But she made her own way to the hills.
Ben Lomond has already been ticked off and she’s had a view from the top of Snowdon which is more than I ever did in my first half a dozen visits. Now, having made the trip north to our new home in Scotland she said she was game for a hill.
My son-in-law had pointed to Ben Cruachan when we’d been up hills before and said it was on his list of “to do”s.

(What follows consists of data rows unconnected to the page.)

//! Account domain entity

use chrono::{DateTime, Utc};
use serde::{Deserialize, Serialize};
use uuid::Uuid;

use crate::ids::{external::ExternalId, uuid7};

/// How the account authenticates
#[derive(Debug, Clone, Copy, PartialEq, Eq, Serialize, Deserialize)]
#[serde(rename_all = "SCREAMING_SNAKE_CASE")]
pub enum CredentialKind {
    Local,
    OauthGoogle,
    OauthKakao,
    OauthApple,
}

impl CredentialKind {
    /// Whether the account carries a local password credential
    pub fn has_password(&self) -> bool {
        matches!(self, CredentialKind::Local)
    }
}

/// Account lifecycle status
#[derive(Debug, Clone, Copy, PartialEq, Eq, Serialize, Deserialize)]
#[serde(rename_all = "SCREAMING_SNAKE_CASE")]
pub enum AccountStatus {
    Active,
    Locked,
    Dormant,
    Deleted,
}

/// Privilege mode of the subject
#[derive(Debug, Clone, Copy, PartialEq, Eq, Serialize, Deserialize)]
#[serde(rename_all = "SCREAMING_SNAKE_CASE")]
pub enum AccountMode {
    User,
    Admin,
    Operator,
    Service,
}

/// An identity subject
///
/// Accounts are never hard-deleted; erasure flows through the DSR
/// engine and leaves the row anonymized where retention law demands it.
#[derive(Debug, Clone, Serialize, Deserialize)]
pub struct Account {
    pub id: Uuid,
    pub external_id: String,
    pub email: String,
    pub username: String,
    pub credential_kind: CredentialKind,
    pub status: AccountStatus,
    pub mode: AccountMode,
    pub mfa_enabled: bool,
    pub email_verified: bool,
    pub country: Option<String>,
    pub locale: Option<String>,
    pub timezone: Option<String>,
    pub locked_until: Option<DateTime<Utc>>,
    pub created_at: DateTime<Utc>,
    pub updated_at: DateTime<Utc>,
}

impl Account {
    /// Create a new local-credential account
    ///
    /// Email is normalized to lower case; uniqueness is case-insensitive
    /// at the store.
    pub fn new(email: String, username: String) -> Self {
        let now = Utc::now();
        Self {
            id: uuid7::generate(),
            external_id: ExternalId::generate().into_string(),
            email: email.trim().to_lowercase(),
            username,
            credential_kind: CredentialKind::Local,
            status: AccountStatus::Active,
            mode: AccountMode::User,
            mfa_enabled: false,
            email_verified: false,
            country: None,
            locale: None,
            timezone: None,
            locked_until: None,
            created_at: now,
            updated_at: now,
        }
    }

    /// Whether a login-attempt lock is currently in force
    pub fn is_locked(&self, now: DateTime<Utc>) -> bool {
        if self.status == AccountStatus::Locked {
            return true;
        }
        self.locked_until.map(|until| until > now).unwrap_or(false)
    }

    /// Whether the account may authenticate at all
    pub fn can_authenticate(&self, now: DateTime<Utc>) -> bool {
        self.status == AccountStatus::Active && !self.is_locked(now)
    }

    pub fn is_operator(&self) -> bool {
        matches!(self.mode, AccountMode::Operator | AccountMode::Admin)
    }
}

/// Sentinel account ID under which failed attempts for unknown emails
/// are recorded, keeping the attempt log free of email-existence leaks.
pub fn sentinel_account_id() -> Uuid {
    Uuid::nil()
}

#[cfg(test)]
mod tests {
    use super::*;

    #[test]
    fn test_new_account_defaults() {
        let account = Account::new(
            "  Alice@Example.COM ".to_string(),
            "alice".to_string(),
        );

        assert_eq!(account.email, "alice@example.com");
        assert_eq!(account.status, AccountStatus::Active);
        assert_eq!(account.mode, AccountMode::User);
        assert_eq!(account.credential_kind, CredentialKind::Local);
        assert!(!account.mfa_enabled);
        assert!(!account.email_verified);
        assert_eq!(account.external_id.len(), 10);
    }

    #[test]
    fn test_lockout_window() {
        let mut account = Account::new("a@b.c".to_string(), "a".to_string());
        let now = Utc::now();

        assert!(!account.is_locked(now));
        assert!(account.can_authenticate(now));

        account.locked_until = Some(now + chrono::Duration::minutes(15));
        assert!(account.is_locked(now));
        assert!(!account.can_authenticate(now));

        // Past lock windows no longer apply
        account.locked_until = Some(now - chrono::Duration::seconds(1));
        assert!(!account.is_locked(now));
    }

    #[test]
    fn test_locked_status_overrides_window() {
        let mut account = Account::new("a@b.c".to_string(), "a".to_string());
        account.status = AccountStatus::Locked;
        assert!(account.is_locked(Utc::now()));
    }

    #[test]
    fn test_operator_modes() {
        let mut account = Account::new("op@b.c".to_string(), "op".to_string());
        assert!(!account.is_operator());
        account.mode = AccountMode::Operator;
        assert!(account.is_operator());
        account.mode = AccountMode::Admin;
        assert!(account.is_operator());
    }

    #[test]
    fn test_status_serialization() {
        assert_eq!(
            serde_json::to_string(&AccountStatus::Active).unwrap(),
            "\"ACTIVE\""
        );
        assert_eq!(
            serde_json::to_string(&CredentialKind::OauthGoogle).unwrap(),
            "\"OAUTH_GOOGLE\""
        );
    }
}
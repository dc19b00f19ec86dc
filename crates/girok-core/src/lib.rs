//! Girok core library
//!
//! This crate contains the domain entities and trust primitives for the
//! Girok identity and compliance control plane: credential hashing, TOTP
//! and backup codes, ID generation, the shared cache with its
//! single-flight lock, the event catalog, and the event bus client.

pub mod auth;
pub mod bus;
pub mod cache;
pub mod entities;
pub mod errors;
pub mod events;
pub mod ids;

pub use errors::{CoreError, CoreResult};
//! Credential repository

use crate::entities::credential::{ActiveModel, Column, Entity, Model};
use crate::error::{DbError, DbResult};
use chrono::Utc;
use girok_core::ids::uuid7;
use sea_orm::{
    ActiveModelTrait, ColumnTrait, ConnectionTrait, DatabaseConnection, EntityTrait, QueryFilter,
    Set,
};
use std::sync::Arc;
use uuid::Uuid;

/// Credential repository
#[derive(Clone)]
pub struct CredentialRepository {
    db: Arc<DatabaseConnection>,
}

impl CredentialRepository {
    pub fn new(db: Arc<DatabaseConnection>) -> Self {
        Self { db }
    }

    /// Store the credential for a new account inside the caller's
    /// transaction
    pub async fn create<C: ConnectionTrait>(
        &self,
        conn: &C,
        account_id: Uuid,
        password_hash: String,
    ) -> DbResult<Model> {
        let row = ActiveModel {
            id: Set(uuid7::generate()),
            account_id: Set(account_id),
            password_hash: Set(password_hash),
            updated_at: Set(Utc::now()),
        };

        row.insert(conn).await.map_err(DbError::from)
    }

    pub async fn find_by_account(&self, account_id: Uuid) -> DbResult<Option<Model>> {
        Entity::find()
            .filter(Column::AccountId.eq(account_id))
            .one(self.db.as_ref())
            .await
            .map_err(DbError::from)
    }

    /// Replace the stored hash, re-keyed with current KDF parameters
    pub async fn update_hash<C: ConnectionTrait>(
        &self,
        conn: &C,
        account_id: Uuid,
        password_hash: String,
    ) -> DbResult<()> {
        Entity::update_many()
            .filter(Column::AccountId.eq(account_id))
            .col_expr(
                Column::PasswordHash,
                sea_orm::sea_query::Expr::value(password_hash),
            )
            .col_expr(
                Column::UpdatedAt,
                sea_orm::sea_query::Expr::value(Utc::now()),
            )
            .exec(conn)
            .await
            .map_err(DbError::from)?;
        Ok(())
    }
}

So three of us were booted and suited last Sunday and away from the last parking spot at the station just after nine.
The route is well described in many reports on the site, so it’s impressions , memories and a few photographs that follow:
the short, sharp shock of a steep and sudden start
- Looking back from the initial slopes above the station
the concrete brutalism of the dam
- Youth and energy streak ahead
the ascent of the ladders and the emphatic “I’m not looking up just for one of your photographs”
- No, I'm not looking up
- South from above the Cruachan Reservoir
the steepening scramble over jumbled rocks and boulders as the top gets nearer
- Youth still leads - but the tortoise keeps on coming
- That's my girl!
my pride at our first “Dad and daughter” summit shot
the hidden dyke of different rock that unlocks the door to the Cruachan slabs
- "There's a way round that?" - see, no confidence in the old man.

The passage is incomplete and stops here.